Records excerpted from a collection

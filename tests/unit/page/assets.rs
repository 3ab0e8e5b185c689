use super::*;
use std::sync::Mutex;
use std::time::Duration;

struct MapSource {
    images: HashMap<String, DecodedImage>,
    loads: Mutex<Vec<String>>,
    delay: Option<Duration>,
}

impl MapSource {
    fn new(keys: &[&str]) -> Self {
        let images = keys
            .iter()
            .map(|k| {
                (
                    (*k).to_owned(),
                    DecodedImage {
                        width: 1,
                        height: 1,
                        data: vec![1, 2, 3, 255],
                    },
                )
            })
            .collect();
        Self {
            images,
            loads: Mutex::new(Vec::new()),
            delay: None,
        }
    }
}

impl AssetSource for MapSource {
    fn load(&self, key: &str) -> DriveResult<DecodedImage> {
        if let Some(d) = self.delay {
            std::thread::sleep(d);
        }
        self.loads.lock().unwrap().push(key.to_owned());
        self.images
            .get(key)
            .cloned()
            .ok_or_else(|| DriveError::asset(format!("no such asset '{key}'")))
    }
}

fn keys(ks: &[&str]) -> Vec<String> {
    ks.iter().map(|k| (*k).to_owned()).collect()
}

#[test]
fn settle_loads_missing_keys_once() {
    let src = Arc::new(MapSource::new(&["a.png", "b.png"]));
    let dyn_src: Arc<dyn AssetSource> = src.clone();
    let mut cache = AssetCache::default();

    let n = settle(&dyn_src, &keys(&["a.png", "b.png", "a.png"]), &mut cache, Deadline::none())
        .unwrap();
    assert_eq!(n, 2);
    assert_eq!(cache.len(), 2);

    let n = settle(&dyn_src, &keys(&["a.png"]), &mut cache, Deadline::none()).unwrap();
    assert_eq!(n, 0);
    assert_eq!(src.loads.lock().unwrap().len(), 2);
}

#[test]
fn settle_reports_every_failure() {
    let src: Arc<dyn AssetSource> = Arc::new(MapSource::new(&["ok.png"]));
    let mut cache = AssetCache::default();
    let err = settle(
        &src,
        &keys(&["ok.png", "missing-b.png", "missing-a.png"]),
        &mut cache,
        Deadline::none(),
    )
    .unwrap_err();
    assert!(matches!(err, DriveError::AssetSettlement(_)));
    let msg = err.to_string();
    assert!(msg.contains("missing-a.png: no such asset"));
    assert!(msg.contains("missing-b.png: no such asset"));
    assert!(cache.get("missing-a.png").is_none());
}

#[test]
fn settle_times_out_on_slow_sources() {
    let mut src = MapSource::new(&["slow.png"]);
    src.delay = Some(Duration::from_millis(200));
    let src: Arc<dyn AssetSource> = Arc::new(src);
    let mut cache = AssetCache::default();
    let err = settle(
        &src,
        &keys(&["slow.png"]),
        &mut cache,
        Deadline::after(Duration::from_millis(10)),
    )
    .unwrap_err();
    assert!(matches!(err, DriveError::Timeout(_)));
}

#[test]
fn rel_paths_cannot_escape_bundle() {
    assert_eq!(
        normalize_rel_path("./img/logo.png").unwrap(),
        PathBuf::from("img/logo.png")
    );
    assert!(normalize_rel_path("../secret.png").is_err());
    assert!(normalize_rel_path("/etc/passwd").is_err());
    assert!(normalize_rel_path("").is_err());
}

#[test]
fn fs_source_reports_missing_files_as_settlement_errors() {
    let src = FsAssetSource::new(std::env::temp_dir().join("reeldrive_no_such_bundle"));
    assert!(matches!(
        src.load("nope.png"),
        Err(DriveError::AssetSettlement(_))
    ));
}
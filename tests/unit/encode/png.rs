use super::*;
use crate::foundation::core::{Canvas, Fps, Rgba8Premul};

fn temp_dir(name: &str) -> PathBuf {
    let dir = std::env::temp_dir().join(format!("reeldrive_png_{name}_{}", std::process::id()));
    let _ = std::fs::remove_dir_all(&dir);
    dir
}

fn cfg() -> SinkConfig {
    SinkConfig {
        width: 3,
        height: 2,
        fps: Fps::from_int(30).unwrap(),
    }
}

fn frame(color: Rgba8Premul) -> FrameRGBA {
    FrameRGBA::filled(Canvas::new(3, 2).unwrap(), color)
}

#[test]
fn writes_numbered_pngs_that_decode_back() {
    let dir = temp_dir("roundtrip");
    let mut sink = PngSequenceSink::new(&dir);
    sink.begin(cfg()).unwrap();
    let red = frame(Rgba8Premul::from_straight_rgba(255, 0, 0, 255));
    sink.push_frame(FrameIndex(3), &red).unwrap();
    sink.push_frame(FrameIndex(5), &red).unwrap();
    sink.end().unwrap();

    assert_eq!(
        sink.written(),
        &[dir.join("frame-3.png"), dir.join("frame-5.png")]
    );
    let bytes = std::fs::read(sink.frame_path(FrameIndex(5))).unwrap();
    assert_eq!(FrameRGBA::from_png(&bytes).unwrap(), red);
    let _ = std::fs::remove_dir_all(&dir);
}

#[test]
fn rejects_out_of_order_and_wrong_size() {
    let dir = temp_dir("order");
    let mut sink = PngSequenceSink::new(&dir);
    sink.begin(cfg()).unwrap();
    let f = frame(Rgba8Premul::transparent());
    sink.push_frame(FrameIndex(2), &f).unwrap();
    assert!(sink.push_frame(FrameIndex(2), &f).is_err());
    assert!(sink.push_frame(FrameIndex(1), &f).is_err());

    let wrong = FrameRGBA::filled(Canvas::new(2, 2).unwrap(), Rgba8Premul::transparent());
    assert!(matches!(
        sink.push_frame(FrameIndex(9), &wrong),
        Err(DriveError::Validation(_))
    ));
    let _ = std::fs::remove_dir_all(&dir);
}

#[test]
fn no_overwrite_refuses_existing_files() {
    let dir = temp_dir("no_overwrite");
    std::fs::create_dir_all(&dir).unwrap();
    std::fs::write(dir.join("frame-0.png"), b"old").unwrap();
    let mut sink = PngSequenceSink::new(&dir).no_overwrite();
    sink.begin(cfg()).unwrap();
    assert!(
        sink.push_frame(FrameIndex(0), &frame(Rgba8Premul::transparent()))
            .is_err()
    );
    assert_eq!(std::fs::read(dir.join("frame-0.png")).unwrap(), b"old");
    let _ = std::fs::remove_dir_all(&dir);
}
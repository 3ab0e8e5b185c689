//! Frame sinks.
//!
//! Sinks consume captured frames in timeline order and are fed by
//! [`render_range`](crate::render_range).

/// `ffmpeg`-based sink (MP4 output via system `ffmpeg`).
pub mod ffmpeg;
/// PNG image sequence sink.
pub mod png;
/// Generic frame sink trait and the in-memory sink.
pub mod sink;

■ Task to complete
Could you write out, exactly as they stand, only the lines above that begin at the line with "FrameRGBA::filled(Canvas::new(3, 2).unwrap(), color)" and stop after the line with "0, 0, 255));"?

■ Exercise output
    FrameRGBA::filled(Canvas::new(3, 2).unwrap(), color)
}

#[test]
fn writes_numbered_pngs_that_decode_back() {
    let dir = temp_dir("roundtrip");
    let mut sink = PngSequenceSink::new(&dir);
    sink.begin(cfg()).unwrap();
    let red = frame(Rgba8Premul::from_straight_rgba(255, 0, 0, 255));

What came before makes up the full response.